Eso sí, sentada en mi sofá, suelo hacer comentarios, no exentos de ironía y humor malévolo, porque me identifico con esa abuela que tiene que defender ante su joven hija que es capaz de saber cuándo y qué clase de atención necesita su bebé. Mientras, la hija, busca desesperadamente los consejos de una profesional que es la que le da seguridad. Al fin y al cabo, una “vieja”… ¿qué sabe una vieja de criar niños? Todo se profesionaliza, especialmente cuando se tienen medios económicos; si no, se tira de los abuelos, aunque haya que estar erre que erre, diciéndoles qué se hace y qué no se hace con el niño. Que ya las cosas no son como antes, faltaría más.

Hace poco hice un viaje en Blablacar con tres jóvenes veinteañeros. En esas horas de coche fui consciente de que yo era invisible para ellos como persona con vida propia. Ninguno se le ocurrió preguntarme nada. Vale, tengo pinta de jubilada, pero esa no es mi profesión. Soy una mujer que ha tenido una trayectoria profesional rica, que todavía tengo responsabilidades en una entidad cultural, que he publicado tres libros,  y que me considero una persona con criterio para hablar de muchas cosas. Os aseguro que permanecí muda durante cuatro horas, muda e invisible.  

 Estos ejemplos son sólo una muestra de cómo la experiencia, también en la vida cotidiana, ya no se considera un valor. Ahora los que saben son ellos, esa generación de milenials, universitarios, expertos en qué sé yo cuantas disciplinas, titulados por tres o cuatro universidades. Basta con fijarse en los nuevos directivos de los partidos políticos. Ellos y ellas no superan los cuarenta años y apenas han tenido experiencia en la vida laboral, ni han tenido que administrar un núcleo familiar con unos cuantos hijos y pocos medios. Sin embargo, se sienten preparados para gobernar un país.

¿Se han fijado ustedes en la edad de los políticos que van en las listas de los partidos cuando hay elecciones? Se ha conseguido la igualdad en cuanto a la paridad. Hombres y mujeres representados en Congreso y Senado.
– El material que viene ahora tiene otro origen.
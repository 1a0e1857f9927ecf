use async_trait::async_trait;
use criterion::{black_box, criterion_group, criterion_main, Criterion};
use serde_json::{json, Value};
use std::{collections::HashMap, sync::Arc};
use tokio::runtime::Runtime;
use utcp_runtime::{
    config::UtcpClientConfig,
    errors::UtcpError,
    providers::base::{BaseProvider, Provider, ProviderType},
    repository::in_memory::InMemoryToolRepository,
    search::SearchEngine,
    tools::{Tool, ToolInputOutputSchema},
    transports::{
        registry::register_communication_protocol,
        stream::{boxed_vec_stream, StreamResult},
        CommunicationProtocol,
    },
    UtcpClient, UtcpClientInterface,
};

// A transport that answers locally, so these benchmarks measure orchestrator
// overhead (tool resolution, caching, telemetry) rather than network latency.
#[derive(Debug)]
struct BenchmarkProtocol;

fn schema() -> ToolInputOutputSchema {
    ToolInputOutputSchema {
        type_: "object".to_string(),
        properties: None,
        required: None,
        description: None,
        title: None,
        items: None,
        enum_: None,
        minimum: None,
        maximum: None,
        format: None,
    }
}

#[async_trait]
impl CommunicationProtocol for BenchmarkProtocol {
    fn name(&self) -> &'static str {
        "benchmark"
    }

    async fn register_tool_provider(&self, _prov: &dyn Provider) -> Result<Vec<Tool>, UtcpError> {
        Ok(vec![
            Tool {
                name: "echo".to_string(),
                description: "Echo tool".to_string(),
                inputs: schema(),
                outputs: schema(),
                tags: vec![],
                average_response_size: None,
                provider_name: None,
            },
            Tool {
                name: "stream".to_string(),
                description: "Streaming tool".to_string(),
                inputs: schema(),
                outputs: schema(),
                tags: vec![],
                average_response_size: None,
                provider_name: None,
            },
        ])
    }

    async fn deregister_tool_provider(&self, _prov: &dyn Provider) -> Result<(), UtcpError> {
        Ok(())
    }

    async fn call_tool(
        &self,
        _tool_name: &str,
        args: HashMap<String, Value>,
        _prov: &dyn Provider,
    ) -> Result<Value, UtcpError> {
        Ok(json!(args))
    }

    async fn call_tool_stream(
        &self,
        tool_name: &str,
        _args: HashMap<String, Value>,
        prov: &dyn Provider,
    ) -> Result<Box<dyn StreamResult>, UtcpError> {
        let items: Vec<Value> = (0..10).map(|i| json!({"chunk": i})).collect();
        Ok(boxed_vec_stream(items, tool_name, prov.name(), "benchmark"))
    }
}

async fn create_bench_client() -> Arc<UtcpClient> {
    register_communication_protocol("http", Arc::new(BenchmarkProtocol));

    let config = UtcpClientConfig::new();
    let repo = Arc::new(InMemoryToolRepository::new());
    let search = Arc::new(SearchEngine::new(repo.clone()));
    let client = UtcpClient::create(config, repo, search).await.unwrap();

    let provider: Arc<dyn Provider> = Arc::new(BaseProvider::new("bench".to_string(), ProviderType::Http));
    client.register_tool_provider(provider).await.unwrap();

    Arc::new(client)
}

fn bench_call_tool(c: &mut Criterion) {
    let rt = Runtime::new().unwrap();
    let client = rt.block_on(create_bench_client());

    c.bench_function("call_tool_native", |b| {
        b.to_async(&rt).iter(|| async {
            let mut args = HashMap::new();
            args.insert("msg".to_string(), json!("hello"));
            client
                .call_tool(black_box("bench.echo"), black_box(args))
                .await
                .unwrap()
        });
    });
}

fn bench_call_tool_stream(c: &mut Criterion) {
    let rt = Runtime::new().unwrap();
    let client = rt.block_on(create_bench_client());

    c.bench_function("call_tool_stream_native", |b| {
        b.to_async(&rt).iter(|| async {
            let args = HashMap::new();
            let mut stream = client
                .call_tool_stream(black_box("bench.stream"), black_box(args))
                .await
                .unwrap();

            let mut count = 0;
            while let Ok(Some(_)) = stream.next().await {
                count += 1;
            }
            black_box(count)
        });
    });
}

fn bench_call_many_tools(c: &mut Criterion) {
    let rt = Runtime::new().unwrap();
    let client = rt.block_on(create_bench_client());
    let tool_count = 50;

    c.bench_function("call_many_tools_native", |b| {
        b.to_async(&rt).iter(|| async {
            for i in 0..tool_count {
                let mut args = HashMap::new();
                args.insert("msg".to_string(), json!(format!("hello {}", i)));
                client
                    .call_tool(black_box("bench.echo"), black_box(args))
                    .await
                    .unwrap();
            }
        });
    });
}

criterion_group!(
    benches,
    bench_call_tool,
    bench_call_tool_stream,
    bench_call_many_tools,
);
criterion_main!(benches);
Vale. ¿Pero hay paridad en cuanto a generaciones y edad? ¿Cuántos mayores de sesenta y cinco y no digamos de setenta hay actualmente en el Congreso de los Diputados? ¿No es cierto que los mayores deberíamos reivindicar estar presentes en los espacios donde se deciden cosas que también nos afectan?Se habla mucho de envejecimiento activo, pero no cuentan con nosotros en puestos relevantes de la política. 

Nos apartan a hacer gimnasia o manualidades en los centros de mayores, a realizar tareas sencillas y voluntarias en una ONG, o nos ofrecen todo tipo de viajes y actividades lúdicas del IMSERSO. ¿No es eso segregación por edad?, o peor aún: gerontofobia. ¿Cuántas personas de más de setenta años conocemos que son perfectamente válidas para poder desarrollar una tarea política y socialmente relevante? Yo bastantes. Y aunque en algunas grandes corporaciones, bancos, o instituciones mundiales suele haber representantes septuagenarios, como dice el refrán “una flor no hace primavera”.